* _TO DO_
Determine the number of lines in the entries below in which the word "from" appears, and reply with that number only.

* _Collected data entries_
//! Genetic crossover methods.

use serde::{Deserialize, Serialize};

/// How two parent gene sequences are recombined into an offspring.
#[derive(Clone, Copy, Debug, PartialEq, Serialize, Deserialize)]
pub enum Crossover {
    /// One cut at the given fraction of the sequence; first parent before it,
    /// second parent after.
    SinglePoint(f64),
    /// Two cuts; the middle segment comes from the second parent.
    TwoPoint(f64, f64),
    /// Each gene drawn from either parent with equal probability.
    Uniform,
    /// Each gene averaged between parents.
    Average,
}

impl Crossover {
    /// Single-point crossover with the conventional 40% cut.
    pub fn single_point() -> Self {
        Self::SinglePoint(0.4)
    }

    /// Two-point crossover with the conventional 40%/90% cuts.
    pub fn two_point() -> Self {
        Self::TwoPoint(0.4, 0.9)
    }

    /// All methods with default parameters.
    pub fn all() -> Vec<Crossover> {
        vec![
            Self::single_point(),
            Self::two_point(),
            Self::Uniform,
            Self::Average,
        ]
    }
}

* _COMPLETED TASK_
2